**DATA FOR ANALYSIS:**

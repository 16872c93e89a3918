use zeroize::{Zeroize, ZeroizeOnDrop};

/// A secret string: a signing key, a password, a link token, or a password
/// hash. Convert a `String` with `Secret::from`, and read it back with
/// `secret.expose()` only where the raw value is really needed (e.g. when
/// putting a token into an email).
///
/// Secrets are redacted in `std::fmt::Debug` displays, and are zeroed-out in
/// memory when dropped.
#[derive(Clone)]
#[cfg_attr(feature = "diesel", derive(diesel_derive_newtype::DieselNewType))]
#[cfg_attr(feature = "sqlx", derive(sqlx::Type), sqlx(transparent))]
pub struct Secret(pub(crate) String);

/// The stored password hash of a user, or nothing if the user has not chosen
/// a password yet (e.g. a freshly registered account awaiting activation).
///
/// The hash takes part in reset token derivation, so a reset link stops
/// working as soon as the password has been changed.
#[derive(Clone)]
#[cfg_attr(feature = "diesel", derive(diesel_derive_newtype::DieselNewType))]
#[cfg_attr(feature = "sqlx", derive(sqlx::Type), sqlx(transparent))]
pub struct PasswordHash(pub(crate) Option<Secret>);

impl Secret {
    pub fn expose(&self) -> &str {
        &self.0
    }

    pub fn is_empty(&self) -> bool {
        self.0.is_empty()
    }

    pub(crate) fn as_bytes(&self) -> &[u8] {
        self.0.as_bytes()
    }
}

impl Drop for Secret {
    fn drop(&mut self) {
        self.0.zeroize();
    }
}

impl ZeroizeOnDrop for Secret {}

impl PasswordHash {
    pub const NONE: Self = Self(None);

    pub fn exists(&self) -> bool {
        self.0.is_some()
    }

    /// The encoded hash, for storing in the database.
    pub fn expose(&self) -> Option<&str> {
        self.0.as_ref()
            .map(Secret::expose)
    }
}

impl From<String> for Secret {
    fn from(string: String) -> Self {
        Self(string)
    }
}

impl From<&str> for Secret {
    fn from(string: &str) -> Self {
        Self(string.to_string())
    }
}

impl From<String> for PasswordHash {
    fn from(string: String) -> Self {
        Self(Some(Secret(string)))
    }
}

impl From<Option<String>> for PasswordHash {
    fn from(string: Option<String>) -> Self {
        Self(string.map(Secret))
    }
}

impl std::fmt::Debug for Secret {
    fn fmt(&self, f: &mut std::fmt::Formatter<'_>) -> std::fmt::Result {
        f.write_str("[SECRET]")
    }
}

impl std::fmt::Debug for PasswordHash {
    fn fmt(&self, f: &mut std::fmt::Formatter<'_>) -> std::fmt::Result {
        f.write_str(if self.exists() { "[SECRET]" } else { "[BLANK]" })
    }
}

impl<'de> serde::Deserialize<'de> for Secret {
    fn deserialize<D: serde::Deserializer<'de>>(deserializer: D) -> Result<Self, D::Error> {
        String::deserialize(deserializer)
            .map(Self::from)
    }
}

impl<'de> serde::Deserialize<'de> for PasswordHash {
    fn deserialize<D: serde::Deserializer<'de>>(deserializer: D) -> Result<Self, D::Error> {
        Option::<Secret>::deserialize(deserializer)
            .map(Self)
    }
}

/// Generates a new random key, suitable for `AppConfig::secret_key`. The key
/// is URL-safe base64 so it can be pasted into a config file.
pub fn generate_secret_key() -> Secret {
    crate::hashing::generate_base64_token::<{ crate::hashing::SECRET_KEY_BYTES }>()
}

#[cfg(test)]
mod test {
    use super::{generate_secret_key, PasswordHash, Secret};

    #[test]
    fn test_debug_is_redacted() {
        let secret = Secret::from("hunter2");
        assert_eq!("[SECRET]", format!("{secret:?}"));
        assert_eq!("[BLANK]", format!("{:?}", PasswordHash::NONE));
        assert_eq!("[SECRET]", format!("{:?}", PasswordHash::from("$argon2id$...".to_string())));
    }

    #[test]
    fn test_deserialize() {
        let secret: Secret = serde_json::from_str("\"abc\"").unwrap();
        assert_eq!("abc", secret.expose());

        let hash: PasswordHash = serde_json::from_str("null").unwrap();
        assert!(!hash.exists());
    }

    #[test]
    fn test_generated_keys_are_distinct() {
        let a = generate_secret_key();
        let b = generate_secret_key();
        assert!(!a.is_empty());
        assert_ne!(a.expose(), b.expose());
    }
}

**TASK DIRECTIONS:**
Scan the listing above for the word "exists" and show each line where it is found.

**RESPONSE BELOW:**
    pub fn exists(&self) -> bool {
        f.write_str(if self.exists() { "[SECRET]" } else { "[BLANK]" })
        assert!(!hash.exists());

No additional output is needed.